The moves to try to bolster the social services workforce have followed expressions of deep legislative concern about the system’s performance.

Senate leaders earlier this month asked for concrete steps to improve West Virginia’s child welfare system.

“Unfortunately, DHHR has not made adequate progress for our children and families. In some areas, we have even lost ground. Making matters worse, the Legislature has struggled to secure answers from DHHR on how to specifically solve these grave problems,” senators wrote in a seven-page letter.

Justice today said, “Let’s do. Let’s do make things better.”

More aspects of the announcement for DHHR include:

Additional improvements include:

  • Modifying a current retention bonus to a 10 percent increase to the base salary for those employees who experience their second- and fourth-year work anniversaries and a 5 percent increase to the base salary for those employees who experience their sixth- and eighth-year work anniversaries. The retention plan will apply retroactively to current employees to their benefit.
  • Establishing a special hiring rate of $50,000 for child protective services workers in Berkeley, Jefferson, and Morgan counties to be more competitive with the surrounding states.
  • Increasing Youth Services classification to the same pay grade as CPS workers.
  • Creating 27 new full-time positions as paraprofessional staff to support field staff with administrative functions (coordinating travel and paperwork) that can take away time for actual casework.
  • Creating 10 new full-time positions for policy and licensing to support the increase in licensing/policy reviews and investigations at residential treatment providers, both in-state and out-of-state.
  • Purchasing tablets for field staff to access West Virginia People’s Access to Help (WV PATH), DHHR’s online eligibility system, in the field to help families enroll in and apply for services.
  • Installing wifi in all county offices.

Acting DHHR Secretary Jeffrey Coben described the combined initiatives as “a critical first step in our continued efforts to protect and assist West Virginia’s most vulnerable children, youth and adults.”

Jeffrey Coben

Justice administration officials said the enhancement package amounts to a $10 million infusion to the child protective services, adult protective services and juvenile services workforce in the first 12 months.

The governor said there would be no need for an additional legislative allocation because the money was identified as available through existing resources.

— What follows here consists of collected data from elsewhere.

//! The simulation context: process group, in-flight routing, op execution.

use indexmap::IndexMap;
use thiserror::Error;
use tracing::debug;

use causalsim_core::{DeliveryObserver, DeliveryPolicy, DeliveryStatus};
use causalsim_node::Process;
use causalsim_types::{Message, MessageError, ProcessId};

use crate::{Scenario, ScenarioOp, SimulationStats};

/// Errors raised by the simulation driver.
///
/// These are scripting mistakes, not protocol outcomes: a buffered message
/// is a normal result and never surfaces here.
#[derive(Debug, Error)]
pub enum SimulationError {
    /// A scenario op referenced a process outside the group.
    #[error("unknown process {process} in a group of {num_processes}")]
    UnknownProcess {
        /// Referenced process id.
        process: ProcessId,
        /// Size of the group.
        num_processes: usize,
    },

    /// A deliver op referenced a label/receiver pair not in flight.
    #[error("no in-flight message '{label}' for {to}")]
    UnknownLabel {
        /// Label named by the op.
        label: String,
        /// Receiver named by the op.
        to: ProcessId,
    },

    /// A send op reused a label still in flight to the same receiver.
    #[error("label '{label}' already in flight to {to}")]
    DuplicateLabel {
        /// Reused label.
        label: String,
        /// Receiver of the colliding copy.
        to: ProcessId,
    },

    /// A send op targeted the sender itself.
    #[error("process {process} cannot send to itself")]
    SelfSend {
        /// Offending process.
        process: ProcessId,
    },

    /// A routed message failed the receiver's contract checks.
    #[error(transparent)]
    Malformed(#[from] MessageError),
}

/// Owns all processes of a run and routes messages between them.
///
/// This is the explicit simulation context that replaces any global process
/// list: every operation goes through it, and it is the single place where
/// cross-process hand-off happens. The observer is notified synchronously
/// and has no influence on protocol state.
pub struct Simulation<O: DeliveryObserver> {
    policy: DeliveryPolicy,
    processes: Vec<Process>,
    /// Sent but not yet routed copies, keyed by (label, receiver).
    /// Insertion order defines `DeliverAll` order.
    in_flight: IndexMap<(String, ProcessId), Message>,
    observer: O,
    stats: SimulationStats,
}

impl<O: DeliveryObserver> Simulation<O> {
    /// Create a group of `num_processes` zero-clock processes under one
    /// policy. The policy never changes for the lifetime of the run.
    pub fn new(policy: DeliveryPolicy, num_processes: usize, observer: O) -> Self {
        let processes = (0..num_processes)
            .map(|i| Process::new(ProcessId(i as u32), num_processes, policy))
            .collect();
        Self {
            policy,
            processes,
            in_flight: IndexMap::new(),
            observer,
            stats: SimulationStats::default(),
        }
    }

    // ═══════════════════════════════════════════════════════════════════════
    // Accessors
    // ═══════════════════════════════════════════════════════════════════════

    /// The run's delivery policy.
    pub fn policy(&self) -> DeliveryPolicy {
        self.policy
    }

    /// Number of processes in the group.
    pub fn num_processes(&self) -> usize {
        self.processes.len()
    }

    /// Get a process by id.
    pub fn process(&self, id: ProcessId) -> Option<&Process> {
        self.processes.get(id.index())
    }

    /// All processes, in id order.
    pub fn processes(&self) -> &[Process] {
        &self.processes
    }

    /// Number of sent-but-unrouted message copies.
    pub fn in_flight_len(&self) -> usize {
        self.in_flight.len()
    }

    /// The observer, for inspection after a run.
    pub fn observer(&self) -> &O {
        &self.observer
    }

    /// Statistics accumulated so far (pending/delivered totals included).
    pub fn stats(&self) -> SimulationStats {
        let mut stats = self.stats;
        stats.total_delivered = self.processes.iter().map(|p| p.delivered().len()).sum();
        stats.still_pending = self.processes.iter().map(|p| p.pending_len()).sum();
        stats
    }

    // ═══════════════════════════════════════════════════════════════════════
    // Operations
    // ═══════════════════════════════════════════════════════════════════════

    /// Construct a message at `from` and hold it in flight to `to`.
    pub fn send(
        &mut self,
        from: ProcessId,
        to: ProcessId,
        label: impl Into<String>,
    ) -> Result<(), SimulationError> {
        let label = label.into();
        self.check_process(from)?;
        self.check_process(to)?;
        if from == to {
            return Err(SimulationError::SelfSend { process: from });
        }
        let key = (label, to);
        if self.in_flight.contains_key(&key) {
            return Err(SimulationError::DuplicateLabel {
                label: key.0,
                to: key.1,
            });
        }

        let message = self.processes[from.index()].send(to, key.0.clone(), &mut self.observer);
        self.stats.sends += 1;
        self.in_flight.insert(key, message);
        Ok(())
    }

    /// Send and route immediately.
    pub fn send_now(
        &mut self,
        from: ProcessId,
        to: ProcessId,
        label: impl Into<String>,
    ) -> Result<DeliveryStatus, SimulationError> {
        let label = label.into();
        self.send(from, to, label.clone())?;
        self.deliver(&label, to)
    }

    /// One send event fanned out to every other process.
    ///
    /// All copies share the sender's single snapshot, which is what makes
    /// the full causal check drain cleanly: every causal predecessor a copy
    /// mentions is itself in flight to every receiver.
    pub fn broadcast(
        &mut self,
        from: ProcessId,
        label: impl Into<String>,
    ) -> Result<(), SimulationError> {
        let label = label.into();
        self.check_process(from)?;
        for to in self.process_ids() {
            if to != from && self.in_flight.contains_key(&(label.clone(), to)) {
                return Err(SimulationError::DuplicateLabel { label, to });
            }
        }

        // One local event; the first routed copy carries the same snapshot
        // as the last.
        let receivers: Vec<ProcessId> =
            self.process_ids().filter(|&to| to != from).collect();
        let Some(&first) = receivers.first() else {
            return Ok(()); // single-process group, nothing to fan out to
        };
        let message = self.processes[from.index()].send(first, label.clone(), &mut self.observer);
        self.stats.sends += 1;
        for to in receivers {
            self.in_flight.insert((label.clone(), to), message.clone());
        }
        Ok(())
    }

    /// Route the in-flight copy `(label, to)` into its receiver.
    pub fn deliver(
        &mut self,
        label: &str,
        to: ProcessId,
    ) -> Result<DeliveryStatus, SimulationError> {
        self.check_process(to)?;
        let message = self
            .in_flight
            .shift_remove(&(label.to_string(), to))
            .ok_or_else(|| SimulationError::UnknownLabel {
                label: label.to_string(),
                to,
            })?;
        self.route(message, to)
    }

    /// Route every in-flight copy, in send order.
    pub fn deliver_all(&mut self) -> Result<(), SimulationError> {
        while let Some(((_, to), message)) = self.in_flight.shift_remove_index(0) {
            self.route(message, to)?;
        }
        Ok(())
    }

    /// Execute a scripted scenario from start to finish.
    pub fn run(&mut self, scenario: &Scenario) -> Result<(), SimulationError> {
        for op in scenario.ops() {
            match op {
                ScenarioOp::Send { from, to, label } => {
                    self.send(*from, *to, label.clone())?;
                }
                ScenarioOp::SendNow { from, to, label } => {
                    self.send_now(*from, *to, label.clone())?;
                }
                ScenarioOp::Broadcast { from, label } => {
                    self.broadcast(*from, label.clone())?;
                }
                ScenarioOp::Deliver { label, to } => {
                    self.deliver(label, *to)?;
                }
                ScenarioOp::DeliverAll => {
                    self.deliver_all()?;
                }
            }
        }
        Ok(())
    }

    // ═══════════════════════════════════════════════════════════════════════
    // Internals
    // ═══════════════════════════════════════════════════════════════════════

    fn process_ids(&self) -> impl Iterator<Item = ProcessId> + '_ {
        (0..self.processes.len()).map(|i| ProcessId(i as u32))
    }

    fn check_process(&self, id: ProcessId) -> Result<(), SimulationError> {
        if id.index() >= self.processes.len() {
            return Err(SimulationError::UnknownProcess {
                process: id,
                num_processes: self.processes.len(),
            });
        }
        Ok(())
    }

    fn route(&mut self, message: Message, to: ProcessId) -> Result<DeliveryStatus, SimulationError> {
        debug!(message = %message.id(), receiver = %to, "Routing message");
        let status = self.processes[to.index()].receive(message, &mut self.observer)?;
        self.stats.receives += 1;
        match status {
            DeliveryStatus::Delivered => self.stats.receives_delivered += 1,
            DeliveryStatus::Buffered => self.stats.receives_buffered += 1,
            DeliveryStatus::Duplicate => self.stats.receives_duplicate += 1,
        }
        Ok(status)
    }
}

#[cfg(test)]
mod tests {
    use super::*;
    use causalsim_core::{EventRecorder, NullObserver, ObservedEvent};
    use causalsim_types::MessageId;
    use tracing_test::traced_test;

    #[traced_test]
    #[test]
    fn test_out_of_order_demo_buffers_then_cascades() {
        // The canonical scenario: m3 arrives at P2 before P0's
        // broadcast copy, buffers, and is cascaded out by m1's delivery.
        let mut sim = Simulation::new(DeliveryPolicy::VectorFull, 3, EventRecorder::new());
        sim.run(&Scenario::out_of_order_demo()).unwrap();

        let p2 = ProcessId(2);
        let m1 = MessageId::new(ProcessId(0), 1);
        let m3 = MessageId::new(ProcessId(1), 1);

        // m3 buffered first, then m1 delivered, then m3 cascaded.
        let events: Vec<&ObservedEvent> = sim
            .observer()
            .events()
            .iter()
            .filter(|e| !matches!(e, ObservedEvent::Send { .. }))
            .collect();
        assert!(matches!(
            events[1],
            ObservedEvent::Buffered { process, message } if *process == p2 && *message == m3
        ));
        assert_eq!(sim.observer().delivered_at(p2), vec![m1, m3]);

        let stats = sim.stats();
        assert_eq!(stats.receives_buffered, 1);
        assert_eq!(stats.cascaded(), 1);
        assert_eq!(stats.still_pending, 0);
    }

    #[test]
    fn test_single_dependency_delivers_out_of_order_immediately() {
        // Same script under the weaker sender-only check: m3 delivers
        // straight away at P2, ahead of its causal predecessor. The merge
        // then makes P2's copy of m1 look stale, so it strands in the
        // buffer: direct sender-ordering only, no full causal order.
        let mut sim = Simulation::new(
            DeliveryPolicy::VectorSingleDependency,
            3,
            EventRecorder::new(),
        );
        sim.run(&Scenario::out_of_order_demo()).unwrap();

        let m3 = MessageId::new(ProcessId(1), 1);
        assert_eq!(sim.observer().delivered_at(ProcessId(2)), vec![m3]);
        assert_eq!(sim.stats().still_pending, 1);
    }

    #[test]
    fn test_matrix_two_process_scenario() {
        let mut sim = Simulation::new(DeliveryPolicy::Matrix, 2, NullObserver);
        sim.send_now(ProcessId(0), ProcessId(1), "m1").unwrap();

        let p1 = sim.process(ProcessId(1)).unwrap();
        // The delivery itself was a local event at P1.
        assert_eq!(p1.clock().own_count(ProcessId(1)), 1);
        assert_eq!(p1.clock().own_count(ProcessId(0)), 1);
    }

    #[test]
    fn test_random_broadcast_workload_fully_drains() {
        // Every message is a broadcast, so the full causal check must reach
        // an empty buffer no matter how the seed ordered deliveries.
        let mut sim = Simulation::new(DeliveryPolicy::VectorFull, 4, NullObserver);
        sim.run(&Scenario::random_broadcasts(1234, 4, 20)).unwrap();

        let stats = sim.stats();
        assert_eq!(stats.still_pending, 0);
        // 20 broadcasts × 3 receivers.
        assert_eq!(stats.total_delivered, 60);
    }

    #[test]
    fn test_same_seed_same_delivered_logs() {
        let run = |seed: u64| {
            let mut sim = Simulation::new(DeliveryPolicy::VectorFull, 3, EventRecorder::new());
            sim.run(&Scenario::random_broadcasts(seed, 3, 12)).unwrap();
            (0..3)
                .map(|i| sim.observer().delivered_at(ProcessId(i)))
                .collect::<Vec<_>>()
        };
        assert_eq!(run(99), run(99));
    }

    #[test]
    fn test_scripting_errors() {
        let mut sim = Simulation::new(DeliveryPolicy::VectorFull, 2, NullObserver);

        assert!(matches!(
            sim.send(ProcessId(0), ProcessId(5), "x"),
            Err(SimulationError::UnknownProcess { .. })
        ));
        assert!(matches!(
            sim.send(ProcessId(0), ProcessId(0), "x"),
            Err(SimulationError::SelfSend { .. })
        ));
        assert!(matches!(
            sim.deliver("nope", ProcessId(1)),
            Err(SimulationError::UnknownLabel { .. })
        ));

        sim.send(ProcessId(0), ProcessId(1), "a").unwrap();
        assert!(matches!(
            sim.send(ProcessId(0), ProcessId(1), "a"),
            Err(SimulationError::DuplicateLabel { .. })
        ));
        assert_eq!(sim.in_flight_len(), 1);
    }

    #[test]
    fn test_deliver_all_routes_in_send_order() {
        let mut sim = Simulation::new(DeliveryPolicy::VectorFull, 2, EventRecorder::new());
        let scenario = Scenario::new()
            .send(0, 1, "a")
            .send(0, 1, "b")
            .send(0, 1, "c")
            .deliver_all();
        sim.run(&scenario).unwrap();

        let delivered = sim.observer().delivered_at(ProcessId(1));
        let seqs: Vec<u64> = delivered.iter().map(|m| m.seq).collect();
        assert_eq!(seqs, vec![1, 2, 3]);
        assert_eq!(sim.stats().receives_buffered, 0);
    }

    #[test]
    fn test_permanent_buffering_shows_in_stats() {
        // Drop the first message on the floor: the second can never
        // deliver, and the run ends with a non-empty pending count.
        let mut sim = Simulation::new(DeliveryPolicy::VectorFull, 2, NullObserver);
        sim.send(ProcessId(0), ProcessId(1), "lost").unwrap();
        sim.send(ProcessId(0), ProcessId(1), "m2").unwrap();
        sim.deliver("m2", ProcessId(1)).unwrap();

        let stats = sim.stats();
        assert_eq!(stats.still_pending, 1);
        assert_eq!(stats.total_delivered, 0);
        assert!(sim.process(ProcessId(1)).unwrap().has_pending());
    }
}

“All these dollars we have in DHHR right now, so this isn’t like a bunch of drunken sailors spending money. These are dollars that we do not have to ask the Legislature for,” Justice said. “We can move forward, and we’ll be able to sustain this for several years to come without asking for additional dollars.”

Coben clarified that some of the recruiting is meant to address an ongoing problem — that the agency has had so many existing vacancies in some areas that it wound up contracting with outside agencies for staffing. That’s been a particular challenge in the long-term care facilities that the state runs.

“Staffing healthcare facilities has been a challenge not just in the state, but across the country,” Coben said. “So while these have been vacancies we have had ot use and redirect those resources to contract to outside agencies to be able to staff key positions in our healthcare facilities.

“With regards to the vacancies within protective services, what we have done today is to provide enhancements and enticements so taht we can reduce those vacancies by recruiting new individuals into the workforce and retaining them in the workforce.”